On Tue, 12 Mar 2019 21:13:01 -0400
Zhao Yan <yan.y.zhao@xxxxxxxxx> wrote:

> hi Alex
> Any comments to the sequence below?
> 
> Actaully we have some concerns and suggestions to userspace-opaque migration
> data.
> 
> 1. if data is opaque to userspace, kernel interface must be tightly bound to
> migration. 
>    e.g. vendor driver has to know state (running + not logging) should not
>    return any data, and state (running + logging) should return whole
>    snapshot first and dirty later. it also has to know qemu migration will
>    not call GET_BUFFER in state (running + not logging), otherwise, it has
>    to adjust its behavior.

This all just sounds like defining the protocol we expect with the
interface.  For instance if we define a session as beginning when
logging is enabled and ending when the device is stopped and the
interface reports no more data is available, then we can state that any
partial accumulation of data is incomplete relative to migration.  If
userspace wants to initiate a new migration stream, they can simply
toggle logging.  How the vendor driver provides the data during the
session is not defined, but beginning the session with a snapshot
followed by repeated iterations of dirtied data is certainly a valid
approach.

> 2. vendor driver cannot ensure userspace get all the data it intends to
> save in pre-copy phase.
>   e.g. in stop-and-copy phase, vendor driver has to first check and send
>   data in previous phase.

First, I don't think the device has control of when QEMU switches from
pre-copy to stop-and-copy, the protocol needs to support that
transition at any point.  However, it seems a simply data available
counter provides an indication of when it might be optimal to make such
a transition.  If a vendor driver follows a scheme as above, the
available data counter would indicate a large value, the entire initial
snapshot of the device.  As the migration continues and pages are
dirtied, the device would reach a steady state amount of data
available, depending on the guest activity.  This could indicate to the
user to stop the device.  The migration stream would not be considered
completed until the available data counter reaches zero while the
device is in the stopped|logging state.

> 3. if all the sequence is tightly bound to live migration, can we remove the
> logging state? what about adding two states migrate-in and migrate-out?
> so there are four states: running, stopped, migrate-in, migrate-out.
>    migrate-out is for source side when migration starts. together with
>    state running and stopped, it can substitute state logging.
>    migrate-in is for target side.

In fact, Kirti's implementation specifies a data direction, but I think
we still need logging to indicate sessions.  I'd also assume that
logging implies some overhead for the vendor driver.

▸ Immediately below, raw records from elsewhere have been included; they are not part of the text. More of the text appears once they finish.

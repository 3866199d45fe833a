//! JSON bridge between the record collection and one storage slot.
//!
//! # Invariants
//! - An absent or empty-string slot loads as an empty collection, not a
//!   failure.
//! - A present slot that is not a JSON array of records is a `LoadFailure`.
//! - `save` always writes the full collection, overwriting the slot.

use crate::model::record::Record;
use crate::persistence::storage::{KeyValueStorage, StorageError};
use log::{info, warn};
use std::error::Error;
use std::fmt::{Display, Formatter};

/// Default durable slot key.
pub const DEFAULT_STORAGE_KEY: &str = "@blogs";

/// Startup restore failure. Callers fall back to an empty collection.
#[derive(Debug)]
pub enum LoadFailure {
    Storage(StorageError),
    Malformed(serde_json::Error),
}

impl Display for LoadFailure {
    fn fmt(&self, f: &mut Formatter<'_>) -> std::fmt::Result {
        match self {
            Self::Storage(err) => write!(f, "failed to read records: {err}"),
            Self::Malformed(err) => write!(f, "stored records are malformed: {err}"),
        }
    }
}

impl Error for LoadFailure {
    fn source(&self) -> Option<&(dyn Error + 'static)> {
        match self {
            Self::Storage(err) => Some(err),
            Self::Malformed(err) => Some(err),
        }
    }
}

impl From<StorageError> for LoadFailure {
    fn from(value: StorageError) -> Self {
        Self::Storage(value)
    }
}

/// Write failure. Logged only; never rolls back in-memory state.
#[derive(Debug)]
pub enum SaveFailure {
    Storage(StorageError),
    Encode(serde_json::Error),
}

impl Display for SaveFailure {
    fn fmt(&self, f: &mut Formatter<'_>) -> std::fmt::Result {
        match self {
            Self::Storage(err) => write!(f, "failed to write records: {err}"),
            Self::Encode(err) => write!(f, "failed to encode records: {err}"),
        }
    }
}

impl Error for SaveFailure {
    fn source(&self) -> Option<&(dyn Error + 'static)> {
        match self {
            Self::Storage(err) => Some(err),
            Self::Encode(err) => Some(err),
        }
    }
}

impl From<StorageError> for SaveFailure {
    fn from(value: StorageError) -> Self {
        Self::Storage(value)
    }
}

/// Synchronizes one storage slot with a record collection.
pub struct PersistenceBridge<S: KeyValueStorage> {
    storage: S,
    key: String,
}

impl<S: KeyValueStorage> PersistenceBridge<S> {
    /// Creates a bridge bound to the default `@blogs` slot.
    pub fn new(storage: S) -> Self {
        Self::with_key(storage, DEFAULT_STORAGE_KEY)
    }

    pub fn with_key(storage: S, key: impl Into<String>) -> Self {
        Self {
            storage,
            key: key.into(),
        }
    }

    pub fn key(&self) -> &str {
        self.key.as_str()
    }

    /// Reads the slot and decodes the stored collection.
    ///
    /// # Errors
    /// - `Storage` when the backend read fails.
    /// - `Malformed` when the slot content is not a JSON record array.
    pub fn load(&self) -> Result<Vec<Record>, LoadFailure> {
        let stored = self.storage.get_item(&self.key)?;
        let Some(raw) = stored.filter(|raw| !raw.is_empty()) else {
            info!(
                "event=records_load module=persistence status=ok source=empty key={}",
                self.key
            );
            return Ok(Vec::new());
        };

        let records: Vec<Record> = serde_json::from_str(&raw).map_err(|err| {
            warn!(
                "event=records_load module=persistence status=error error_code=malformed key={} bytes={}",
                self.key,
                raw.len()
            );
            LoadFailure::Malformed(err)
        })?;

        info!(
            "event=records_load module=persistence status=ok source=slot key={} count={}",
            self.key,
            records.len()
        );
        Ok(records)
    }

    /// Encodes the full collection and overwrites the slot.
    pub fn save(&mut self, records: &[Record]) -> Result<(), SaveFailure> {
        let raw = serde_json::to_string(records).map_err(SaveFailure::Encode)?;
        self.storage.set_item(&self.key, &raw)?;
        Ok(())
    }
}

> On Tue, Mar 12, 2019 at 10:57:47AM +0800, Zhao Yan wrote:
> > hi Alex
> > thanks for your reply.
> > 
> > So, if we choose migration data to be userspace opaque, do you think below
> > sequence is the right behavior for vendor driver to follow:
> > 
> > 1. initially LOGGING state is not set. If userspace calls GET_BUFFER to
> > vendor driver,  vendor driver should reject and return 0.

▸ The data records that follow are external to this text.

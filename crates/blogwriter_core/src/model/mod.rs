//! Domain model for blog entries.
//!
//! # Responsibility
//! - Define the canonical record shape shared by store, persistence and views.
//!
//! # Invariants
//! - Every record is identified by a stable `RecordId`.
//! - Records leave the collection by hard delete; there are no tombstones.

pub mod record;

What would this state mean otherwise?  If we're not logging then it
should not be expected that we can construct dirtied data from a
previous read of the state before logging was enabled (it would be
outside of the "session").  So at best this is an incomplete segment of
the initial snapshot of the device, but that presumes how the vendor
driver constructs the data.  I wouldn't necessarily mandate the vendor
driver reject it, but I think we should consider it undefined and
vendor specific relative to the migration interface.

> > 2. then LOGGING state is set, if userspace calls GET_BUFFER to vendor
> > driver,
> >    a. vendor driver shoud first query a whole snapshot of device memory
> >    (let's use this term to represent device's standalone memory for now),
> >    b. vendor driver returns a chunk of data just queried to userspace,
> >    while recording current pos in data.
> >    c. vendor driver finds all data just queried is finished transmitting to
> >    userspace, and queries only dirty data in device memory now.
> >    d. vendor driver returns a chunk of data just quered (this time is dirty
> >    data )to userspace while recording current pos in data
> >    e. if all data is transmited to usespace and still GET_BUFFERs come from
> >    userspace, vendor driver starts another round of dirty data query.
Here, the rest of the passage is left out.